- TASK TO COMPLETE: Give the number of lines in the data below that contain "Sized", with no other words.

Saved entries

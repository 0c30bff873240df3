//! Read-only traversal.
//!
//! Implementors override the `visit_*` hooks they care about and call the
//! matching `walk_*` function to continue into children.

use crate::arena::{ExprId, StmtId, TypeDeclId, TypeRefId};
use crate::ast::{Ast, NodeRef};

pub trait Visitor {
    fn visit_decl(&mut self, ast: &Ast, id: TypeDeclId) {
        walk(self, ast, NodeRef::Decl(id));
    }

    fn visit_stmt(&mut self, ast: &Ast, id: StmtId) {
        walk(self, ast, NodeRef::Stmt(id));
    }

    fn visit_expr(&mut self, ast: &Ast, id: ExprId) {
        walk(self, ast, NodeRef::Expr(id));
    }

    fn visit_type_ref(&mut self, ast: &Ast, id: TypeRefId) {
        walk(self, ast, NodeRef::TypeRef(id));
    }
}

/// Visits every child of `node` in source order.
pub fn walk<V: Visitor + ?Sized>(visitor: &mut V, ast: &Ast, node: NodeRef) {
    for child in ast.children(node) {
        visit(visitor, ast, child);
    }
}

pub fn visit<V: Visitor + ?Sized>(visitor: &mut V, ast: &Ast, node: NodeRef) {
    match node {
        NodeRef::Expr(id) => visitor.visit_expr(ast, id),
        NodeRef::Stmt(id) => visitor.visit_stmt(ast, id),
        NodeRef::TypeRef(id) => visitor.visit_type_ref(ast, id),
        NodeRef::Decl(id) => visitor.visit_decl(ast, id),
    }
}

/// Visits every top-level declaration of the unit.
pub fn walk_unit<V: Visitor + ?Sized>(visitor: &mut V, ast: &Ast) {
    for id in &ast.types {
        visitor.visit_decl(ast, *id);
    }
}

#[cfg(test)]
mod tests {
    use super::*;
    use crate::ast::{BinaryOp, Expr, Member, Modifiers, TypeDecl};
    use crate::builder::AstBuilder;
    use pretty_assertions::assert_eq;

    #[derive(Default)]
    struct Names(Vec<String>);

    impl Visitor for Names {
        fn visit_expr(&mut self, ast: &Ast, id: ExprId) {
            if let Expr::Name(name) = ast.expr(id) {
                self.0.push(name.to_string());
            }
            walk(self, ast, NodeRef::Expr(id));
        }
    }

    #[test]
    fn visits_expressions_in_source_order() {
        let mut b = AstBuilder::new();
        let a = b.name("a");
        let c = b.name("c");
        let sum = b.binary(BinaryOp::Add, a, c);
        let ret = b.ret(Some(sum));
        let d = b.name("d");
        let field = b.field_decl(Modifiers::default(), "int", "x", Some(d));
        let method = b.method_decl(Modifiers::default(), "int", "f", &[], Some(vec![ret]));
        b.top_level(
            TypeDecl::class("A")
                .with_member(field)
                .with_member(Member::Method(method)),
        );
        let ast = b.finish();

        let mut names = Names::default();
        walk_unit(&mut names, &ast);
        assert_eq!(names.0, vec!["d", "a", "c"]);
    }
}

==

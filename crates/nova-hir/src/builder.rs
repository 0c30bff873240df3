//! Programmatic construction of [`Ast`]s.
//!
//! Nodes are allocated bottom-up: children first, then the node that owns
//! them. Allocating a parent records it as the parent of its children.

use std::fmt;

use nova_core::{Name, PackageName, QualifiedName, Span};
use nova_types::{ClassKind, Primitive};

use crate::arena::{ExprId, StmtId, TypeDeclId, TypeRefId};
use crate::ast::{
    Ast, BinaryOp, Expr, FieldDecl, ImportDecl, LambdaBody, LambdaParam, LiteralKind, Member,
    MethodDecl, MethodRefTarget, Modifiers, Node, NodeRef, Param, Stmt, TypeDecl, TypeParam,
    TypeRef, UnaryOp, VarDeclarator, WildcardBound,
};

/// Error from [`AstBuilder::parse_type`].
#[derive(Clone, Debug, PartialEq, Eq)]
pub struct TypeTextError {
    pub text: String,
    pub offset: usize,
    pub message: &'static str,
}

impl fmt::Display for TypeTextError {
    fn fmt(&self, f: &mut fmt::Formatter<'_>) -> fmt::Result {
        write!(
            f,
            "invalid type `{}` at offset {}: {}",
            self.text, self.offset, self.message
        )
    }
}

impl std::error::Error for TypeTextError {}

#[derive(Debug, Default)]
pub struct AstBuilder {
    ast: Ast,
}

...

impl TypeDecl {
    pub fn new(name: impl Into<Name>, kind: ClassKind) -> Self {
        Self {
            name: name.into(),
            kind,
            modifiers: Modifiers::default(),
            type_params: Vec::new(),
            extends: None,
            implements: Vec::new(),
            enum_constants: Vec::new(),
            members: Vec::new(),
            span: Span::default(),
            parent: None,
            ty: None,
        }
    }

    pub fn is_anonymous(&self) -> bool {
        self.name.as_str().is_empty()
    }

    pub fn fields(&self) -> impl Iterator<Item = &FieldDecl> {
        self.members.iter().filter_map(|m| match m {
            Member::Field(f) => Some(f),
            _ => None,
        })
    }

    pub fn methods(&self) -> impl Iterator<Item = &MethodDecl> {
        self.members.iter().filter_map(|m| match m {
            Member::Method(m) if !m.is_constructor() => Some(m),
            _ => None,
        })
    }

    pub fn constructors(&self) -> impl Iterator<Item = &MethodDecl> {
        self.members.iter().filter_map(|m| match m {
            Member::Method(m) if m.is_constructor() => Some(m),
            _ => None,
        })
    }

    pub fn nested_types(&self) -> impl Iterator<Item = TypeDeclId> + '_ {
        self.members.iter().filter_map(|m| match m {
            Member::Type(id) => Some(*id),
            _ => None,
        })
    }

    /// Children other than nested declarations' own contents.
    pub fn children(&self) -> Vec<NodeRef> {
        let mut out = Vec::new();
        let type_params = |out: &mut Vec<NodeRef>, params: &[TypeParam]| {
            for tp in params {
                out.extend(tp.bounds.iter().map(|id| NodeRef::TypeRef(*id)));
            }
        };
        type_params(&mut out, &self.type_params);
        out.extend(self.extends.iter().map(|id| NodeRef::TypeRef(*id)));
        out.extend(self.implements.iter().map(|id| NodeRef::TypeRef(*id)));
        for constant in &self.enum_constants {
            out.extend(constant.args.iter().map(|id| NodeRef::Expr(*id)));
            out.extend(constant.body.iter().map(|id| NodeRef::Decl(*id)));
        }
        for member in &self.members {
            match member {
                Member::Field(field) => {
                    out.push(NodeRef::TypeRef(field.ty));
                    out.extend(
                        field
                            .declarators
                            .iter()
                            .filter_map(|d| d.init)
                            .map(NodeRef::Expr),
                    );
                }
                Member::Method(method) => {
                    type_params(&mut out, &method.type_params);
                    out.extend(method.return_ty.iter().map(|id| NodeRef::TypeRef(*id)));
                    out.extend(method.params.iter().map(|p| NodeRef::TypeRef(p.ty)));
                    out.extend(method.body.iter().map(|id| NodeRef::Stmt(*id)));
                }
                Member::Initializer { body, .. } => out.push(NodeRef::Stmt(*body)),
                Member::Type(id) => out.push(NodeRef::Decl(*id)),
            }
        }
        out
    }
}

- SOLVED PROBLEM: 3